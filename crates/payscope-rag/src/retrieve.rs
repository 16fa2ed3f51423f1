use chrono::{DateTime, Utc};
use payscope_agents::{Evidence, GraphNeighborhood, TimeSeriesPoint, TimeSeriesWindow, VectorHit};
use payscope_core::error::PayScopeError;
use payscope_core::model::LifecycleStage;
use payscope_stores::{GraphStore, TimeSeriesStore, VectorStore};
use tracing::instrument;
use uuid::Uuid;

use crate::embedding::EmbeddingClient;

/// How many recently-touched transaction neighborhoods the graph fetch
/// pulls per query. Kept small: agents reason over a handful of
/// neighborhoods, not the whole tenant graph.
const GRAPH_NEIGHBORHOOD_LIMIT: i64 = 50;
const VECTOR_TOP_K: usize = 20;

/// `retrieve(context) -> Evidence` (spec.md §4.11): runs the vector,
/// graph, and time-series fetches concurrently, all scoped to `bank_id`.
/// A single fetch failing does not fail the whole retrieval — it comes
/// back empty and is reflected in the composed response's confidence,
/// same as the agents' own empty-evidence handling.
#[instrument(skip(vector_store, graph_store, timeseries_store, embedding_client, query))]
pub async fn retrieve(
    bank_id: Uuid,
    query: &str,
    from: DateTime<Utc>,
    to: DateTime<Utc>,
    vector_store: &VectorStore,
    graph_store: &GraphStore,
    timeseries_store: &TimeSeriesStore,
    embedding_client: &EmbeddingClient,
) -> Evidence {
    let (vector_hits, graph_neighborhoods, timeseries) = futures::join!(
        fetch_vector_hits(bank_id, query, vector_store, embedding_client),
        fetch_graph_neighborhoods(bank_id, graph_store),
        fetch_timeseries(bank_id, from, to, timeseries_store),
    );

    Evidence {
        bank_id,
        vector_hits,
        graph_neighborhoods,
        timeseries,
    }
}

async fn fetch_vector_hits(bank_id: Uuid, query: &str, vector_store: &VectorStore, embedding_client: &EmbeddingClient) -> Vec<VectorHit> {
    let embedding = match embedding_client.embed(query).await {
        Ok(e) => e,
        Err(e) => {
            tracing::warn!(error = %e, "query embedding failed, retrieval proceeds without vector evidence");
            return Vec::new();
        }
    };

    match vector_store.query_similar(bank_id, None, &embedding, VECTOR_TOP_K).await {
        Ok(matches) => matches
            .into_iter()
            .map(|m| VectorHit {
                vector_id: m.vector_id,
                score: m.score,
                transaction_pk: m.metadata.transaction_pk,
                lifecycle_stage: m.metadata.lifecycle_stage,
            })
            .collect(),
        Err(e) => {
            tracing::warn!(error = %e, "vector retrieval failed");
            Vec::new()
        }
    }
}

async fn fetch_graph_neighborhoods(bank_id: Uuid, graph_store: &GraphStore) -> Vec<GraphNeighborhood> {
    match graph_store.recent_neighborhoods(bank_id, GRAPH_NEIGHBORHOOD_LIMIT).await {
        Ok(rows) => rows
            .into_iter()
            .map(|(transaction_pk, merchant_id, lifecycle_path): (Uuid, String, Vec<LifecycleStage>)| GraphNeighborhood {
                transaction_pk,
                merchant_id,
                lifecycle_path,
            })
            .collect(),
        Err(e) => {
            tracing::warn!(error = %e, "graph retrieval failed");
            Vec::new()
        }
    }
}

async fn fetch_timeseries(bank_id: Uuid, from: DateTime<Utc>, to: DateTime<Utc>, timeseries_store: &TimeSeriesStore) -> TimeSeriesWindow {
    let (total, buckets) = futures::join!(
        timeseries_store.aggregate_range(bank_id, from, to),
        timeseries_store.bucketed_range(bank_id, from, to),
    );

    let total_amount = total.unwrap_or_else(|e: PayScopeError| {
        tracing::warn!(error = %e, "time-series total aggregation failed");
        rust_decimal::Decimal::ZERO
    });
    let points = buckets
        .unwrap_or_else(|e| {
            tracing::warn!(error = %e, "time-series bucket fetch failed");
            Vec::new()
        })
        .into_iter()
        .map(|(bucket_time, amount)| TimeSeriesPoint { bucket_time, amount })
        .collect();

    TimeSeriesWindow { bank_id, from, to, total_amount, points }
}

• Task objective:
Retype the material exactly, including every line.

• Task response:
filename crates/payscope-rag/src/retrieve.rs
repository 16fa2ed3f51423f1
use chrono::{DateTime, Utc};
use payscope_agents::{Evidence, GraphNeighborhood, TimeSeriesPoint, TimeSeriesWindow, VectorHit};
use payscope_core::error::PayScopeError;
use payscope_core::model::LifecycleStage;
use payscope_stores::{GraphStore, TimeSeriesStore, VectorStore};
use tracing::instrument;
use uuid::Uuid;

use crate::embedding::EmbeddingClient;

/// How many recently-touched transaction neighborhoods the graph fetch
/// pulls per query. Kept small: agents reason over a handful of
/// neighborhoods, not the whole tenant graph.
const GRAPH_NEIGHBORHOOD_LIMIT: i64 = 50;
const VECTOR_TOP_K: usize = 20;

/// `retrieve(context) -> Evidence` (spec.md §4.11): runs the vector,
/// graph, and time-series fetches concurrently, all scoped to `bank_id`.
/// A single fetch failing does not fail the whole retrieval — it comes
/// back empty and is reflected in the composed response's confidence,
/// same as the agents' own empty-evidence handling.
#[instrument(skip(vector_store, graph_store, timeseries_store, embedding_client, query))]
pub async fn retrieve(
    bank_id: Uuid,
    query: &str,
    from: DateTime<Utc>,
    to: DateTime<Utc>,
    vector_store: &VectorStore,
    graph_store: &GraphStore,
    timeseries_store: &TimeSeriesStore,
    embedding_client: &EmbeddingClient,
) -> Evidence {
    let (vector_hits, graph_neighborhoods, timeseries) = futures::join!(
        fetch_vector_hits(bank_id, query, vector_store, embedding_client),
        fetch_graph_neighborhoods(bank_id, graph_store),
        fetch_timeseries(bank_id, from, to, timeseries_store),
    );

    Evidence {
        bank_id,
        vector_hits,
        graph_neighborhoods,
        timeseries,
    }
}

async fn fetch_vector_hits(bank_id: Uuid, query: &str, vector_store: &VectorStore, embedding_client: &EmbeddingClient) -> Vec<VectorHit> {
    let embedding = match embedding_client.embed(query).await {
        Ok(e) => e,
        Err(e) => {
            tracing::warn!(error = %e, "query embedding failed, retrieval proceeds without vector evidence");
            return Vec::new();
        }
    };

    match vector_store.query_similar(bank_id, None, &embedding, VECTOR_TOP_K).await {
        Ok(matches) => matches
            .into_iter()
            .map(|m| VectorHit {
                vector_id: m.vector_id,
                score: m.score,
                transaction_pk: m.metadata.transaction_pk,
                lifecycle_stage: m.metadata.lifecycle_stage,
            })
            .collect(),
        Err(e) => {
            tracing::warn!(error = %e, "vector retrieval failed");
            Vec::new()
        }
    }
}

async fn fetch_graph_neighborhoods(bank_id: Uuid, graph_store: &GraphStore) -> Vec<GraphNeighborhood> {
    match graph_store.recent_neighborhoods(bank_id, GRAPH_NEIGHBORHOOD_LIMIT).await {
        Ok(rows) => rows
            .into_iter()
            .map(|(transaction_pk, merchant_id, lifecycle_path): (Uuid, String, Vec<LifecycleStage>)| GraphNeighborhood {
                transaction_pk,
                merchant_id,
                lifecycle_path,
            })
            .collect(),
        Err(e) => {
            tracing::warn!(error = %e, "graph retrieval failed");
            Vec::new()
        }
    }
}

async fn fetch_timeseries(bank_id: Uuid, from: DateTime<Utc>, to: DateTime<Utc>, timeseries_store: &TimeSeriesStore) -> TimeSeriesWindow {
    let (total, buckets) = futures::join!(
        timeseries_store.aggregate_range(bank_id, from, to),
        timeseries_store.bucketed_range(bank_id, from, to),
    );

    let total_amount = total.unwrap_or_else(|e: PayScopeError| {
        tracing::warn!(error = %e, "time-series total aggregation failed");
        rust_decimal::Decimal::ZERO
    });
    let points = buckets
        .unwrap_or_else(|e| {
            tracing::warn!(error = %e, "time-series bucket fetch failed");
            Vec::new()
        })
        .into_iter()
        .map(|(bucket_time, amount)| TimeSeriesPoint { bucket_time, amount })
        .collect();

    TimeSeriesWindow { bank_id, from, to, total_amount, points }
}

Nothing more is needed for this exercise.